But Breuer and his lawyers have almost nothing to show for what some say was at best a half-hearted probe of perhaps the most shameful and tawdry performance ever by Wall Street in the run-up to the 2008 financial collapse.
Breuer has argued in effect that it is difficult to prove fraudulent intent beyond a reasonable doubt in cases like this, which makes any criminal case against a high ranking corporate executive a legal high-wire act. He said the government must weigh the value of waging a long and costly criminal investigation that might not pay off against the possibility it would destabilize a financial institution, to the detriment of the employees and investors.
He noted during a speech before the New York Bar Association last September that since the 1990s, the Justice Department has had better success by agreeing to defer prosecution against corporations in exchange for an admission of wrongdoing, cooperation with the government’s investigation, including against individual employees, and payment of monetary penalties. “The result has been, unequivocally, far greater accountability for corporate wrongdoing – and a sea change in corporate compliance efforts,” Breuer said. “Companies now know that avoiding the disaster scenario of an indictment does not mean an escape from accountability.”
But Breuer’s arguments about the legal and financial tradeoffs of going after the heads of some of the major banks responsible for the financial crisis haven’t satisfied his critics. And as Breuer, 54, prepares to step down from his position on March 1, two prominent U.S. senators have questioned whether executives of the half-dozen megabanks have become “too big to jail.”
The senators – Democrat Sherrod Brown of Ohio and Republican Chuck Grassley of Iowa – questioned in a letter sent to Attorney General Eric Holder on Tuesday whether the “too big to fail” status of certain Wall Street megabanks undermined the ability of the federal government to prosecute wrongdoing and led to unsatisfactory settlements and penalties. They also want to know if the government can still prosecute those banks and impose penalties on them.
“Already, the nation’s six largest megabanks enjoy what amounts to taxpayer-funded guarantee by virtue of their size, making it harder for regional and community banks to compete. Now, these megabanks may also enjoy some impunity when they violate the law by laundering money or illegally foreclosing on homeowners. Wall Street should pay the full price of its wrongdoing, not pass the costs along to taxpayers,” Brown said.
“The best deterrent to crime is to put people in prison,” Grassley added. “That includes those at powerful banks and corporations. Unfortunately, we’ve seen little willingness to charge these individuals criminally. The public deserves an explanation of how the Justice Department arrives at these decisions.”
Much has been written about what New York Times financial reporter Gretchen Morgenson and co- author Joshua Rosner called “Reckless Endangerment” in their 2011 book of the same name, which focused on the self-serving Wall Street high rollers and mortgage company executives who helped bring about the crisis.
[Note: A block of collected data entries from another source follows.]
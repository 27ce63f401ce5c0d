//! Chunk descriptors and backend object types

use crate::{ChunkStoreError, Result};
use bytes::Bytes;
use serde::{Deserialize, Serialize};
use std::ops::Range;

/// Descriptor of one stored chunk of a file
#[derive(Clone, Debug, PartialEq, Eq, Serialize, Deserialize)]
pub struct ChunkInfo {
    /// Position in the file's chunk list (0-based, contiguous)
    pub idx: u32,
    /// Opaque backend identifier
    pub file_id: String,
    /// CRC-32C of the whole chunk as stored
    #[serde(with = "hex_array")]
    pub crc32c: [u8; 4],
    /// Backend-verified MD5, when the backend reports one
    #[serde(default, skip_serializing_if = "Option::is_none", with = "hex_array_opt")]
    pub md5: Option<[u8; 16]>,
    /// Stored length in bytes
    pub size: u64,
    /// Credential selector of the uploading account
    #[serde(default, skip_serializing_if = "Option::is_none")]
    pub account: Option<String>,
}

impl ChunkInfo {
    /// Byte range covering the whole chunk
    pub fn full_range(&self) -> Range<u64> {
        0..self.size
    }
}

/// Check that a chunk list is well formed: `idx` equals position, sizes non-zero
pub fn validate_chunk_list(chunks: &[ChunkInfo]) -> Result<()> {
    for (pos, chunk) in chunks.iter().enumerate() {
        if chunk.idx as usize != pos {
            return Err(ChunkStoreError::Integrity(format!(
                "chunk at position {} has idx {}",
                pos, chunk.idx
            )));
        }
        if chunk.size == 0 {
            return Err(ChunkStoreError::Integrity(format!("chunk {} is empty", chunk.idx)));
        }
        if chunk.file_id.is_empty() {
            return Err(ChunkStoreError::Integrity(format!(
                "chunk {} has no file id",
                chunk.idx
            )));
        }
    }
    Ok(())
}

/// What a backend reports after storing an object
#[derive(Clone, Debug)]
pub struct StoredObject {
    pub file_id: String,
    pub size: u64,
    /// CRC-32C computed by the backend over what it stored
    pub crc32c: Option<[u8; 4]>,
    pub md5: Option<[u8; 16]>,
    pub account: Option<String>,
}

/// Bytes fetched from a backend
#[derive(Clone, Debug)]
pub struct FetchedObject {
    pub data: Bytes,
    /// CRC-32C of the whole stored object, when the transport reports it
    pub object_crc32c: Option<[u8; 4]>,
}

/// One chunk read request: the chunk and a byte range inside it
#[derive(Clone, Debug, PartialEq, Eq)]
pub struct ChunkRead {
    pub chunk: ChunkInfo,
    pub range: Range<u64>,
}

impl ChunkRead {
    /// Read the whole chunk
    pub fn whole(chunk: ChunkInfo) -> Self {
        let range = chunk.full_range();
        Self { chunk, range }
    }

    /// True when the range covers the entire chunk
    pub fn is_whole(&self) -> bool {
        self.range.start == 0 && self.range.end == self.chunk.size
    }

    /// Number of bytes requested
    pub fn len(&self) -> u64 {
        self.range.end.saturating_sub(self.range.start)
    }

    pub fn is_empty(&self) -> bool {
        self.len() == 0
    }
}

mod hex_array {
    use serde::{Deserialize, Deserializer, Serializer};

    pub fn serialize<S: Serializer, const N: usize>(v: &[u8; N], s: S) -> Result<S::Ok, S::Error> {
        s.serialize_str(&hex::encode(v))
    }

    pub fn deserialize<'de, D: Deserializer<'de>, const N: usize>(d: D) -> Result<[u8; N], D::Error> {
        let s = String::deserialize(d)?;
        let bytes = hex::decode(&s).map_err(serde::de::Error::custom)?;
        bytes
            .try_into()
            .map_err(|_| serde::de::Error::custom(format!("expected {} bytes", N)))
    }
}

mod hex_array_opt {
    use serde::{Deserialize, Deserializer, Serializer};

    pub fn serialize<S: Serializer, const N: usize>(
        v: &Option<[u8; N]>,
        s: S,
    ) -> Result<S::Ok, S::Error> {
        match v {
            Some(bytes) => s.serialize_some(&hex::encode(bytes)),
            None => s.serialize_none(),
        }
    }

    pub fn deserialize<'de, D: Deserializer<'de>, const N: usize>(
        d: D,
    ) -> Result<Option<[u8; N]>, D::Error> {
        let Some(s) = Option::<String>::deserialize(d)? else {
            return Ok(None);
        };
        let bytes = hex::decode(&s).map_err(serde::de::Error::custom)?;
        bytes
            .try_into()
            .map(Some)
            .map_err(|_| serde::de::Error::custom(format!("expected {} bytes", N)))
    }
}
In the aftermath of the blatant malfeasance, ordinary Americans watched their holdings disappear in the stock market, while hundreds of billions of taxpayer dollars were funneled into rescuing major megabanks, mortgage companies and insurance companies that were deemed too big to fail.
Last week, a PBS “Frontline” program sharply criticized Breuer and the Justice Department for not bringing criminal charges against a single Wall Street executive or trader in connection with the 2008 financial collapse. Producers of the show said they spoke to a couple of sources at the Criminal Division, and they reported that when it came to Wall Street, there were no ongoing investigations– no subpoenas or document reviews or wiretaps.
“I understand why people are upset,” Breuer told “Frontline” in an interview. “But we have 94 U.S. attorneys and they don’t report to me. Not one of them determined that there was a criminal case to be had. These are very complicated cases and they were just simply, on the merits, not cases that could be brought criminally.”
The Christian Science Monitor reported in 2011 that there were at least two convictions stemming from investigations of the financial meltdown, although neither involved a big fish. Michael J. McGrath Jr., former president of U.S. Mortgage Corp., got 14 years in prison for orchestrating a conspiracy that defrauded credit unions and Fannie Mae of $136 million, while Lee B. Farkas, former chairman of Taylor, Bean & Whitaker Mortgage Corp., got 30 years in prison and was ordered to forfeit $38.5 million for his role in a $3 billion scheme to rip off banks through the sale of fake mortgage assets.
Attorney General Eric Holder and Lanny Breuer were partners for years at a Washington law firm that represented a sort of ‘Who's Who’ of big banks and other companies at the center of alleged foreclosure fraud, according to a report last year by Reuters. The firm, Covington & Burling, is one of Washington's biggest white shoe law firms, and law professors and other federal ethics experts said that federal conflict-of-interest rules required Holder and Breuer to recuse themselves from any Justice Department decisions relating to law firm clients they personally had done work for.
Breuer told The Washington Post that he’ll probably return to private practice. His government service has been praised by, among many others, Neil McBride, the U.S. attorney for the Eastern District of Virginia who said, “Lanny leaves a real legacy of accomplishment and success.”